# [PROVIDED DATA]
........
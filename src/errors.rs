//! Typed error hierarchy for the devplane control plane.
//!
//! `OrchestratorError` covers every failure the process and job orchestration
//! core can surface. Admission and precondition errors are returned
//! synchronously and never touch project state; runtime process failures are
//! delivered through job outcomes and status events.

use std::time::Duration;

use thiserror::Error;

use crate::orchestrator::models::ProcessKind;

/// Errors from the orchestration core (lifecycle manager, admission queue,
/// port allocator and event hub).
#[derive(Debug, Error)]
pub enum OrchestratorError {
    #[error("Project {id} is already running")]
    AlreadyRunning { id: String },

    #[error("Project {id} is already building")]
    AlreadyBuilding { id: String },

    #[error("Project {id} already has a queued or running job")]
    DuplicateBuild { id: String },

    #[error("Failed to spawn {kind} process for project {id}: {source}")]
    SpawnError {
        id: String,
        kind: ProcessKind,
        #[source]
        source: std::io::Error,
    },

    #[error("{kind} process for project {id} exited with code {}", display_code(.code))]
    NonZeroExit {
        id: String,
        kind: ProcessKind,
        code: Option<i32>,
    },

    #[error("{kind} job for project {id} timed out after {}s", .after.as_secs())]
    Timeout {
        id: String,
        kind: ProcessKind,
        after: Duration,
    },

    #[error("Job for project {id} was cancelled")]
    Cancelled { id: String },

    #[error("No free port in {start}..{}", range_end(.start, .window))]
    PortExhausted { start: u16, window: u16 },

    #[error("Connection limit of {max} observers reached")]
    ConnectionLimitExceeded { max: usize },

    #[error("Malformed message: {0}")]
    MalformedMessage(String),

    #[error("Project {id} not found")]
    ProjectNotFound { id: String },

    #[error("Project {id} already exists")]
    ProjectExists { id: String },

    #[error("Project store error: {0}")]
    Store(#[source] anyhow::Error),

    #[error(transparent)]
    Other(#[from] anyhow::Error),
}

fn display_code(code: &Option<i32>) -> String {
    match code {
        Some(code) => code.to_string(),
        None => "none (killed by signal)".to_string(),
    }
}

fn range_end(start: &u16, window: &u16) -> u32 {
    u32::from(*start) + u32::from(*window)
}

impl OrchestratorError {
    /// Stable machine-readable code, used in HTTP bodies and `error` envelopes.
    pub fn code(&self) -> &'static str {
        match self {
            Self::AlreadyRunning { .. } => "already_running",
            Self::AlreadyBuilding { .. } => "already_building",
            Self::DuplicateBuild { .. } => "duplicate_build",
            Self::SpawnError { .. } => "spawn_error",
            Self::NonZeroExit { .. } => "non_zero_exit",
            Self::Timeout { .. } => "timeout",
            Self::Cancelled { .. } => "cancelled",
            Self::PortExhausted { .. } => "port_exhausted",
            Self::ConnectionLimitExceeded { .. } => "connection_limit_exceeded",
            Self::MalformedMessage(_) => "malformed_message",
            Self::ProjectNotFound { .. } => "project_not_found",
            Self::ProjectExists { .. } => "project_exists",
            Self::Store(_) => "store_error",
            Self::Other(_) => "internal",
        }
    }

    /// True for failures of a supervised process (as opposed to admission or
    /// precondition failures). These move the project into `error`.
    pub fn is_runtime_failure(&self) -> bool {
        matches!(
            self,
            Self::SpawnError { .. } | Self::NonZeroExit { .. } | Self::Timeout { .. }
        )
    }
}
........
# [WORK REQUIRED]
Repeat each record word for word. Do not leave any out.

# [YOUR SOLUTION]
filename src/errors.rs
//! Typed error hierarchy for the devplane control plane.
//!
//! `OrchestratorError` covers every failure the process and job orchestration
//! core can surface. Admission and precondition errors are returned
//! synchronously and never touch project state; runtime process failures are
//! delivered through job outcomes and status events.

use std::time::Duration;

use thiserror::Error;

use crate::orchestrator::models::ProcessKind;

/// Errors from the orchestration core (lifecycle manager, admission queue,
/// port allocator and event hub).
#[derive(Debug, Error)]
pub enum OrchestratorError {
    #[error("Project {id} is already running")]
    AlreadyRunning { id: String },

    #[error("Project {id} is already building")]
    AlreadyBuilding { id: String },

    #[error("Project {id} already has a queued or running job")]
    DuplicateBuild { id: String },

    #[error("Failed to spawn {kind} process for project {id}: {source}")]
    SpawnError {
        id: String,
        kind: ProcessKind,
        #[source]
        source: std::io::Error,
    },

    #[error("{kind} process for project {id} exited with code {}", display_code(.code))]
    NonZeroExit {
        id: String,
        kind: ProcessKind,
        code: Option<i32>,
    },

    #[error("{kind} job for project {id} timed out after {}s", .after.as_secs())]
    Timeout {
        id: String,
        kind: ProcessKind,
        after: Duration,
    },

    #[error("Job for project {id} was cancelled")]
    Cancelled { id: String },

    #[error("No free port in {start}..{}", range_end(.start, .window))]
    PortExhausted { start: u16, window: u16 },

    #[error("Connection limit of {max} observers reached")]
    ConnectionLimitExceeded { max: usize },

    #[error("Malformed message: {0}")]
    MalformedMessage(String),

    #[error("Project {id} not found")]
    ProjectNotFound { id: String },

    #[error("Project {id} already exists")]
    ProjectExists { id: String },

    #[error("Project store error: {0}")]
    Store(#[source] anyhow::Error),

    #[error(transparent)]
    Other(#[from] anyhow::Error),
}

fn display_code(code: &Option<i32>) -> String {
    match code {
        Some(code) => code.to_string(),
        None => "none (killed by signal)".to_string(),
    }
}

fn range_end(start: &u16, window: &u16) -> u32 {
    u32::from(*start) + u32::from(*window)
}

impl OrchestratorError {
    /// Stable machine-readable code, used in HTTP bodies and `error` envelopes.
    pub fn code(&self) -> &'static str {
        match self {
            Self::AlreadyRunning { .. } => "already_running",
            Self::AlreadyBuilding { .. } => "already_building",
            Self::DuplicateBuild { .. } => "duplicate_build",
            Self::SpawnError { .. } => "spawn_error",
            Self::NonZeroExit { .. } => "non_zero_exit",
            Self::Timeout { .. } => "timeout",
            Self::Cancelled { .. } => "cancelled",
            Self::PortExhausted { .. } => "port_exhausted",
            Self::ConnectionLimitExceeded { .. } => "connection_limit_exceeded",
            Self::MalformedMessage(_) => "malformed_message",
            Self::ProjectNotFound { .. } => "project_not_found",
            Self::ProjectExists { .. } => "project_exists",
            Self::Store(_) => "store_error",
            Self::Other(_) => "internal",
        }
    }

    /// True for failures of a supervised process (as opposed to admission or
    /// precondition failures). These move the project into `error`.
    pub fn is_runtime_failure(&self) -> bool {
        matches!(
            self,
            Self::SpawnError { .. } | Self::NonZeroExit { .. } | Self::Timeout { .. }
        )
    }
}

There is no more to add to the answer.